А как все-таки плохо, что мы не имеем права пробовать прилагать свои силы к тому, к чему чувствуем склонность. Ну, не выйду я головой для министра, так меня и не пустили бы дальше столоначальника, как сейчас не пускают дальше передней журнальной редакции, но пытаться – я должна иметь право. Свинство!
Как-то раньше я жаловалась на свою хандру и одиночество. На самом деле это вовсе не то, и последнее вовсе не плохо. Вообще – я не скучаю: я много читаю, немного гуляю и очень много думаю (и не о себе – наоборот, себя я совсем не чувствую [в] это время). Но иногда на меня находит хандра, и это уж явление болезненное. Тогда, понятно, я сосредоточена на себе и ничем не в силах занять себя, отвлечь себя от себя; все мне тягостно, все скучно и мертво. Но в то время, когда я здорова и нервы в хорошем состоянии (сегодня, например, меня рано разбудили мостовщики и я поднялась на полтора часа раньше обычного времени – и вот уже были днем легкие приступы хандры и головной боли, а завтра – если мне удастся отоспаться – наверное, все пройдет), – я не скучаю совсем. Я чувствую себя значительно способнее к творческой работе (вчера окончила «На даче у русских немцев»122) в такой обстановке, как сейчас, и если бы не скорый конец лета, я принялась бы за драму: с каждым днем фантазия расшевеливается и работает лучше и лучше, я втягиваюсь в фантастический мир образов и теней, и действительность уходит из-под ног, давая полную волю сосредоточиться на вымысле. Но – нельзя, а то экзамены ухнут в трубу…
Вот скоро поеду в Могилевскую губернию и там соберу материал для окончания «Белорусского кладбища»123.

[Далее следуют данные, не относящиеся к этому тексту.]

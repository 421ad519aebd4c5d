/// Errors that can occur during frame encoding/decoding.
#[derive(Debug, thiserror::Error)]
pub enum FrameError {
    /// More unframed bytes were buffered than the configured limit allows.
    #[error("frame buffer overflow ({buffered} bytes buffered, max {max})")]
    BufferOverflow { buffered: usize, max: usize },

    /// A frame declared a length of zero, so it has no message kind.
    #[error("empty frame (length 0)")]
    EmptyFrame,

    /// The message kind byte is not one we know.
    #[error("unknown message kind {0}")]
    UnknownKind(u8),

    /// The frame body is shorter than its message kind requires.
    #[error("truncated {kind} payload ({actual} bytes, expected {expected})")]
    Truncated {
        kind: &'static str,
        expected: usize,
        actual: usize,
    },

    /// A DRC level byte outside 0..=3.
    #[error("invalid DRC level {0}")]
    InvalidDrcLevel(u8),

    /// The sink accepted only part of a write.
    #[error("short write ({written} of {expected} bytes)")]
    ShortWrite { written: usize, expected: usize },

    /// An I/O error occurred while reading or writing frames.
    #[error("frame I/O error: {0}")]
    Io(#[from] std::io::Error),

    /// The sink reported that it accepts no more bytes.
    #[error("connection closed")]
    ConnectionClosed,
}

pub type Result<T> = std::result::Result<T, FrameError>;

Я чувствую, что значительно поумнела за это время, только оно, конечно, не помешало бы, если бы и сейчас приезжали по праздникам проведывать меня добрые друзья, и я сама во время приступов хандры могла бы спасаться легким рассеянием на людях, а то этак можно разучиться говорить. В будни же мне решительно никого не нужно, у меня есть чем заняться и есть над чем пораздумать.
4/VII. Вот человек, который не уменьшается и не принижается от того, что об нем узнаешь, и от того, что узнаешь об нем вообще что-нибудь за внешней официальной маской. Наоборот, с каждым своим шагом и словом он все возрастает и чем дальше, тем большее внушает к себе уважение, смешанное почти с благоговением во мне.
Я говорю об А. А. Шахматове.
Первый раз, когда я несколько лет тому назад услышала его фамилию и спросила, кто или что это такое, я услышала только: «О, Шахматов!..» или: «Как, Шахматов?!?..» – произнесенное таким голосом и такой интонацией, что я сейчас же должна была почувствовать, что спросила что-то совершенно непозволительное для грамотного человека, позорное невежество.
Среди лингвистической молодежи, которую я встречала у Левиной, я только и слышала: «Шахматов и т. д.», «Ах, Шахматов! и т. д.» и без конца «Шахматов», с самой нежной любовью и глубоким уважением упоминаемый.
Когда я из Милиных уст познакомилась с его биографией – не знаю уж, в какой мере истинной, а в какой легендарной, как и биография Христа и прочих великих пророков* – и научилась сама повторять его имя с той же интонацией, – я услышала еще новое добавление к нему. Говорили: «Шахматов и теперь не знает того, что давно уже знают все в России и за границей: что он большой талант и крупная научная величина».
Еще через несколько времени, когда был диспут Н. М. Каринского124 и Шахматов был официальным оппонентом, – М. Р. Фасмер* рассказал мне такой эпизод125. Как-то перед этим диспутом пришел Фасмер к Шахматову, и разговор, конечно, зашел о диссертации Каринского, о которой Фасмер высказал свое мнение, указав на допущенные Каринским, по его мнению, ошибки и неправильности. Шахматов на это воскликнул: «Как я рад! Значит, вы тоже заметили это. А я боялся, что, может быть, ошибаюсь сам, упрекая здесь Каринского. Так, по-вашему, можно указать на эти ошибки?»